Records drawn from a dataset
*-*-*

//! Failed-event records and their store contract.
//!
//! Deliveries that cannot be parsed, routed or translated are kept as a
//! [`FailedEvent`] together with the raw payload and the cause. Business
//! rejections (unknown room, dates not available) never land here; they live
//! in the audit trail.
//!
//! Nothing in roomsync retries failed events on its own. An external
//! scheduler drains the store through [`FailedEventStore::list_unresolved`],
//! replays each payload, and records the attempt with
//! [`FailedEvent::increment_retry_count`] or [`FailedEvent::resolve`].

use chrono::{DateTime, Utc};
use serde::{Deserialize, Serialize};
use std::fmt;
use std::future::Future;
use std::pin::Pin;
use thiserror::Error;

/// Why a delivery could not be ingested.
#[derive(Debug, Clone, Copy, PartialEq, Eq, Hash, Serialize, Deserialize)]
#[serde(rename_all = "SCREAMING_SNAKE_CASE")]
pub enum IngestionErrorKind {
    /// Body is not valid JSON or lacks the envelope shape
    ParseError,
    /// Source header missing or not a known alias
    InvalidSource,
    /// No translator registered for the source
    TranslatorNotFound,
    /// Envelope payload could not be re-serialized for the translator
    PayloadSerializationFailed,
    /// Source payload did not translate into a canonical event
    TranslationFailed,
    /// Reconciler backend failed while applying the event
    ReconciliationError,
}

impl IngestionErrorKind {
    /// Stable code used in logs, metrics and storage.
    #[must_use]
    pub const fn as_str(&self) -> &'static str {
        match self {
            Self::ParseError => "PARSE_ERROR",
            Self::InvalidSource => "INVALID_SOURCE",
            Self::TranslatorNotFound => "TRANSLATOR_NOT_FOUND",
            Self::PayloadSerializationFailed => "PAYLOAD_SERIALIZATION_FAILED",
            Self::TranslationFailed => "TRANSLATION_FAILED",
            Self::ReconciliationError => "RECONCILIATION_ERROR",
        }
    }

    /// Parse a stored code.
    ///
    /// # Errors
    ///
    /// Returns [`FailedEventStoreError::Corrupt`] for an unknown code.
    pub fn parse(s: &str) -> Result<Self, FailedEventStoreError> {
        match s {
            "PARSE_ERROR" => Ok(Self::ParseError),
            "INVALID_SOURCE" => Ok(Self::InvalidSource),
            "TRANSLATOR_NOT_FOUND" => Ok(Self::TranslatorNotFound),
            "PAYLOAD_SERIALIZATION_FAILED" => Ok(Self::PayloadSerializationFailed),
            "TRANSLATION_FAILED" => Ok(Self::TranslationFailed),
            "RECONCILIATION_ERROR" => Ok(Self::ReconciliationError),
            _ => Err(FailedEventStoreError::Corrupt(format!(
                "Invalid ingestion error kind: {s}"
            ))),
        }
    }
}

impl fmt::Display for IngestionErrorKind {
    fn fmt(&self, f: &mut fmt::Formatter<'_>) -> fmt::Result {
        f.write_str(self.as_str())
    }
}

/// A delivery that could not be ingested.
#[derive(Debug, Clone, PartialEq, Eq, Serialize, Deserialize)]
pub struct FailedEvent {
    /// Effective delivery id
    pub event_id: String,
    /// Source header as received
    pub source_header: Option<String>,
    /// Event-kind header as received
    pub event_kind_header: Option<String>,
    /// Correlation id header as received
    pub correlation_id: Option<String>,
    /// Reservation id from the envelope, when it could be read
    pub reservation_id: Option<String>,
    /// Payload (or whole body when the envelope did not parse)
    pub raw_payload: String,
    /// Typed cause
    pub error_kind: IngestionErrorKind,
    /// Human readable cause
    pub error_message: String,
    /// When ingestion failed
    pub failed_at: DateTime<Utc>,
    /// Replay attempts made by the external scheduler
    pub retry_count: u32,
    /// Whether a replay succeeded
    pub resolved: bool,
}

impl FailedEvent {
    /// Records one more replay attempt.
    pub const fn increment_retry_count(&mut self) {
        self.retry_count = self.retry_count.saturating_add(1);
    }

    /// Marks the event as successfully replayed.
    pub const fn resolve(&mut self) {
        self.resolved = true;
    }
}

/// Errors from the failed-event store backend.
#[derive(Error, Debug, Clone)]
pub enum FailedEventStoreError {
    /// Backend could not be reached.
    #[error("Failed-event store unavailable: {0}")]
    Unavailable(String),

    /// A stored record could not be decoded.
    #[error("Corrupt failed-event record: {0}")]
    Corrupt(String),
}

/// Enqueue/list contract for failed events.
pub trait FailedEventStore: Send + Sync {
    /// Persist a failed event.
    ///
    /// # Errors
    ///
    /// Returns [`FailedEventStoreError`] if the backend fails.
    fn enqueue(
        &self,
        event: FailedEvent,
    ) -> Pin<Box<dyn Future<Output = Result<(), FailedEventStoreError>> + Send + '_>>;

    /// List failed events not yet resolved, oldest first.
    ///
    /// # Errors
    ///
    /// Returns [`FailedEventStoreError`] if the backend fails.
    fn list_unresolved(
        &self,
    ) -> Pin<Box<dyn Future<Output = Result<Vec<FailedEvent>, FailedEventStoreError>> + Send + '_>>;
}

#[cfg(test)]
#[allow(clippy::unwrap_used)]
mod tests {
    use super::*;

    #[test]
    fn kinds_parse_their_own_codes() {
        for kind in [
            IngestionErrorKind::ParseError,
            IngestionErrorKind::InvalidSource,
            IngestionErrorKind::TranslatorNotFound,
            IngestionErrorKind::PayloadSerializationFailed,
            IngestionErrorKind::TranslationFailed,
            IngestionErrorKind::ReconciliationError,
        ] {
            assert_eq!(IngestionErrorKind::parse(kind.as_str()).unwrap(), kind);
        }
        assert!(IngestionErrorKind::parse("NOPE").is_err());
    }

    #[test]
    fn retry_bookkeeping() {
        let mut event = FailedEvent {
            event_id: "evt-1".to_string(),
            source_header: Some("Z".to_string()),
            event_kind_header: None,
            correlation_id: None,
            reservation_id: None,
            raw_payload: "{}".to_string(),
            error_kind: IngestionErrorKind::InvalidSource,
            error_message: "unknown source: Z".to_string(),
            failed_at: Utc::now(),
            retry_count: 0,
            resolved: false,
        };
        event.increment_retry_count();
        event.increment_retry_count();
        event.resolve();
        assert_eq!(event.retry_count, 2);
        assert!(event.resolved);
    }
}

*-*-*

● Directions: Show, from the entries above, every line that includes the string "delivery".

● Response:
/// Why a delivery could not be ingested.
/// A delivery that could not be ingested.
    /// Effective delivery id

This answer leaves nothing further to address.